BLAST  Project (40 pts)

Assignments:  In addition to writing on exams and homework, there will be two special assignments.    

Assignment 1. You will be assigned a 20-amino acid sequence from the list below.  Each sequence is a fragment of an actual protein.  Use your sequence to do the following steps and then answer the questions below for your report:  

(a) Do a first BLAST run using your 20 a.a. sequence.  What is your protein? What is the complete amino acid sequence of the protein?  

(b) Now using the entire a.a. sequence, do a second BLAST run to find related sequences.  Carefully select a subset of the related sequences and do a Multiple Sequence Alignment using a program like CLUSTAL W.   Choose related proteins from at least five to eight other diverse organisms, if possible.  Using relatively diverse organisms (archaeal, bacterial, and eukaryotic) will make it easier to identify the most conserved amino acids within the protein.   Prepare a figure or table showing a sequence alignment of your protein and identify the conserved amino acids.  

(c)  Which amino acids (be specific, aa #) do you think are most important for preserving the structure of the protein?  Why?  Which amino acids do you think are most important for the function of the protein?  Why?   

(d) You should find that a structure is known for your protein.  What is the PDB code?

(e)  Using PyMOL (or a similiar program) make an original figure illustrating your protein.  

(f)  In approximately one-half page, briefly describe the function of your protein.  

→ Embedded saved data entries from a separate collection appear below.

//! Raw versus filtered counts for display.

use crate::filter::{ClassificationEvent, FilterReport, resolve_species};
use serde::Serialize;
use std::collections::BTreeMap;

/// Raw and filtered record counts for one species.
#[derive(Debug, Clone, PartialEq, Eq, Serialize)]
pub struct SpeciesCount {
    /// Resolved species label.
    pub species: String,
    /// Records before filtering.
    pub raw: usize,
    /// Records after filtering.
    pub filtered: usize,
}

/// Per-species counts, sorted by descending raw count then name.
pub fn species_counts(
    raw: &[ClassificationEvent],
    filtered: &[ClassificationEvent],
) -> Vec<SpeciesCount> {
    let mut counts: BTreeMap<String, (usize, usize)> = BTreeMap::new();

    for record in raw {
        counts.entry(resolve_species(record)).or_default().0 += 1;
    }
    for record in filtered {
        counts.entry(resolve_species(record)).or_default().1 += 1;
    }

    let mut rows: Vec<SpeciesCount> = counts
        .into_iter()
        .map(|(species, (raw, filtered))| SpeciesCount {
            species,
            raw,
            filtered,
        })
        .collect();

    rows.sort_by(|a, b| b.raw.cmp(&a.raw).then_with(|| a.species.cmp(&b.species)));
    rows
}

/// Render per-species counts as an aligned text table.
pub fn render_species_table(rows: &[SpeciesCount]) -> String {
    let width = rows
        .iter()
        .map(|r| r.species.chars().count())
        .chain(std::iter::once("Species".len()))
        .max()
        .unwrap_or(0);

    let header = format!("{:<width$}  {:>8}  {:>8}", "Species", "Raw", "Filtered");
    let body = rows.iter().map(|row| {
        format!(
            "{:<width$}  {:>8}  {:>8}",
            row.species, row.raw, row.filtered
        )
    });

    std::iter::once(header)
        .chain(body)
        .map(|line| line + "\n")
        .collect()
}

/// One-line description of a filter run.
pub fn describe_report(report: &FilterReport) -> String {
    format!(
        "{} of {} records kept ({} below confidence, {} without timestamp, {} of {} sessions accepted, {} debounced)",
        report.output,
        report.input,
        report.input.saturating_sub(report.passed_confidence),
        report.unparseable_timestamps,
        report.sessions_accepted,
        report.sessions_found,
        report.in_accepted_sessions.saturating_sub(report.output),
    )
}

#[cfg(test)]
#[allow(clippy::unwrap_used)]
mod tests {
    use super::*;
    use serde_json::{Value, json};

    fn records(values: Vec<Value>) -> Vec<ClassificationEvent> {
        values
            .into_iter()
            .map(|v| v.as_object().unwrap().clone())
            .collect()
    }

    #[test]
    fn test_species_counts() {
        let raw = records(vec![
            json!({"species": "bee"}),
            json!({"species": "bee"}),
            json!({"predicted_class": "wasp"}),
            json!({}),
        ]);
        let filtered = records(vec![json!({"species": "bee"})]);

        let rows = species_counts(&raw, &filtered);
        assert_eq!(
            rows[0],
            SpeciesCount {
                species: "bee".to_string(),
                raw: 2,
                filtered: 1
            }
        );
        assert_eq!(rows[1].species, "Unknown");
        assert_eq!(rows[2].species, "wasp");
        assert_eq!(rows[2].filtered, 0);
    }

    #[test]
    fn test_render_species_table() {
        let table = render_species_table(&[SpeciesCount {
            species: "bee".to_string(),
            raw: 12,
            filtered: 3,
        }]);
        let lines: Vec<&str> = table.lines().collect();
        assert_eq!(lines.len(), 2);
        assert!(lines[0].starts_with("Species"));
        assert!(lines[1].starts_with("bee"));
        assert!(lines[1].ends_with("3"));
    }

    #[test]
    fn test_render_species_table_aligns_rows() {
        let table = render_species_table(&[
            SpeciesCount {
                species: "Episyrphus balteatus".to_string(),
                raw: 120,
                filtered: 14,
            },
            SpeciesCount {
                species: "bee".to_string(),
                raw: 7,
                filtered: 0,
            },
        ]);

        assert!(table.ends_with('\n'));
        let lines: Vec<&str> = table.lines().collect();
        assert_eq!(lines.len(), 3);
        assert!(lines.iter().all(|l| l.len() == lines[0].len()));
        assert_eq!(lines[2], format!("{:<20}  {:>8}  {:>8}", "bee", 7, 0));
    }

    #[test]
    fn test_render_species_table_empty() {
        assert_eq!(
            render_species_table(&[]),
            format!("Species  {:>8}  {:>8}\n", "Raw", "Filtered")
        );
    }

    #[test]
    fn test_describe_report() {
        let report = FilterReport {
            input: 10,
            passed_confidence: 8,
            unparseable_timestamps: 1,
            sessions_found: 3,
            sessions_accepted: 2,
            in_accepted_sessions: 5,
            output: 2,
        };
        assert_eq!(
            describe_report(&report),
            "2 of 10 records kept (2 below confidence, 1 without timestamp, 2 of 3 sessions accepted, 3 debounced)"
        );
    }
}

REPORT / Grading - 40 pts total

1) your name, the date and class, your sequence number and given 20 a.a. sequence, 

2) the name and source of your protein and the complete protein sequence in FASTA format -  5 pts

3)  table showing your multiple sequence alignment using 5 selected BLAST hits - 15 pts

4) PyMOL or similar figure - 10 pts, and

5) a half-page functional summary of your protein - 10 pts.  Tell a clear, story with a  minimum of typos / errors and include two primary references to go with your report.

 

To earn an excellent grade on your reports, you must:

Regarding plagiarism:  Please be aware that plagiarism is considered to be ethically unacceptable. Here is a one suggestion as to how to avoid plagiarism: While reading the sources of information that you plan to use in preparing your assignment, take notes on the content, using your own words.  While preparing your paper, refer to your notes, rather than the original source.  If you feel the need to use a phrase from a source, be sure to put the phrase in quotes, and reference the source.  In these days of the internet, it is very easy to find material that can be easily be plagiarized. Be warned, however, that the existence of the internet makes it much easier than ever before to detect plagiarism.  If you plagiarize in writing assignments, you run a high risk of getting caught, and a high risk of failing the course.

***********************************************************

Select your 20 amino acid sequence for the first writing assignment by the day of your birth from the list below  (e.g. if you were born on September . 29, 1989 - your sequence is RLGADMEDVC GRLVQYRGEV)

             Sequences for CH370  2009  -  BLAST Writing Assignment

 

1)  RYLCKKQGTK KTLQKIGAAC         2)  YKSAIPQEEV KAMAAFCEKK

3)  VELGANWVEG VNGGKMNPIW         4)  IQWEERNVAA IQGPGGKWMI

5)  LEHSPGVVEQ IIRPTGLLDP         6)  TDDLEKVCNE VVDTCLYKGS

7)  FAMLSLGTKA DTHDEILEGL         8)  SADYVMVSAS LGVLQSDLIQ   

9)  HLKEGLVAII DLAVDRLHCS         10) VVVEGVHLCM MMRGVEKQHS

11) HQLKNNPSSR RHITMLWNPD         12) VNFKIRHNIE DGSVQLADHY  

13) VEYMEEEKKT WGTVFKTLKS         14) KGGKHKTGPN LHGLFGRKTG   

15) DTIENVKAKI QDKEGIPPDQ         16) SYMGFEVVRP DHPALPPLDN   

17) LGGYAPGNAY LDGLAQQRRS         18) TFKQECKIKY SERVYDACMD

19) QNNFVHDCVN ITVKEHTVTT         20) VGKKREFVER LTSVAAEIYG

21) MAELLTGRTL FPGTDHIDGL         22) GGNGIVGAQV PLGAGIALAC   

23) TSSFVPLELR VTAASGAPRY         24) PSGNIGANGV AIFESVHGTA   

25) RRSASLHLPK LSITGTYDLK         26) VRRMELKADQ LYKQKIIRGF

27) TQGQIYGIKV DIRDAYGNVK         28) QNRSYSKLLC GLLAERLRIS    

29) RLGADMEDVC GRLVQYRGEV         30) RDNMSVILIC FPNAPKVSPE  

31) LGKKNRSLNG EKVDQVDYLL 

 

Every sequence should have a perfect match with a real protein, but that protein may not have a structure that has been determined.  However, if that is the case you should be able to find a closely related protein that does have a structure available.